Personal information
- Date of birth: 19 July 1990 (age 35)
- Place of birth: Trescore Balneario, Italy
- Height: 1.80 m (5 ft 11 in)
- Position(s): Midfielder, Forward

Youth career
- Bologna
- 2008–2009: → Sassuolo (loan)

Senior career*
- Years: Team / Apps / (Gls)
- 2009: Sassuolo / 0 / (0)
- 2009–2010: Manfredonia / 28 / (6)
- 2010–2011: Viareggio / 26 / (1)
- 2011–2013: Sassuolo / 1 / (0)
- 2011–2012: → Portogruaro (loan) / 30 / (3)
- 2013–2014: Corregesse / 27 / (29)
- 2014–2016: Modena / 51 / (9)
- 2015: → Pro Vercelli (loan) / 15 / (3)
- 2016–2018: Verona / 35 / (6)
- 2017–2018: → Virtus Entella (loan) / 13 / (3)
- 2018–2019: Virtus Entella / 0 / (0)
- 2019: Viterbese / 15 / (2)
- 2019–2020: Cittadella / 30 / (3)
- 2020–2021: Legnago / 11 / (3)
- 2021: Modena / 17 / (4)
- 2021–2022: Feralpisalò / 35 / (8)
- 2022–2023: Torres / 13 / (0)
- 2023: → Piacenza (loan) / 11 / (0)

= Davide Luppi =

Italian footballer (born 1990)

Davide Luppi (born 19 July 1990) is an Italian footballer who plays as a midfielder or forward.

==Career==
Born in Trescore Balneario, Lombardy, Luppi started his career at Emilian club Bologna. Luppi was a member of Bologna U17 team for 2006–07 national student league (Allievi).

===Sassuolo===
After a season for Bologna reserve in national "spring" reserve league, in August 2008 he left for Sassuolo along with Lorenzo Simonini. In July 2009 Luppi signed his first fully professional contract with Sassuolo and left for Manfredonia in co-ownership deal. Sassuolo also farmed Luppi to Viareggio also in co-ownership deal in July 2010, for a peppercorn of €500. In June 2011 Sassuolo bought back Luppi again for €10,000 and re-signed a 2-year deal.

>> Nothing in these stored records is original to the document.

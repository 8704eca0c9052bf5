//! External service integrations

pub mod business_messages;
pub mod calendar;
pub mod oauth;

pub use business_messages::{
    AccessTokenSource, BusinessMessagesGateway, ServiceAccountTokenSource, StaticTokenSource,
};
pub use calendar::GoogleCalendarProvider;
pub use oauth::GoogleTokenClient;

On 17 August 2011 Luppi was loaned to Portogruaro with option to buy.

===Corregesse & Modena===
During his one-year tenure at Serie D club Corregesse, Luppi showcased his goal-scoring ability, scoring 29 goals in 27 appearances. That season was most likely the main reason he signed up two levels of professional football the next year.

In the summer of 2014, Luppi was signed by Serie B club Modena, where he played 17 goal-less games. He was assigned number 10 shirt. On February 2, 2015, Luppi left for Pro Vercelli on a temporary deal. He had relatively better luck there, scoring 3 goals in 15 appearances.

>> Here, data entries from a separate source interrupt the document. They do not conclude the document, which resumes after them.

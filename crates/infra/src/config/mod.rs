//! Configuration loading
//!
//! Reads [`daybrief_domain::Config`] from environment variables and config
//! files.

pub mod loader;

pub use loader::{
    load, load_from_env, load_from_file, load_without_credentials, probe_config_paths,
};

He then returned to Modena for the season of 2015-2016, where he scored 9 goals in 34 appearances.

===Verona===
On 7 July 2016 Luppi was signed by Verona.

===Entella===
On 8 August 2017 Luppi joined Virtus Entella on a temporary deal, with an obligation to buy at the end of season.

===Viterbese===
On 1 February 2019 he moved to Viterbese.

===Cittadella===
On 20 August 2019, he signed with Cittadella.

===Serie C===
On 29 October 2020 he joined Legnago. On 1 February 2021, he returned to Modena. On 27 August 2021, Luppi was sold to Feralpisalò. On 22 August 2022, Luppi signed for Torres. On 19 January 2023, Luppi was loaned to Piacenza.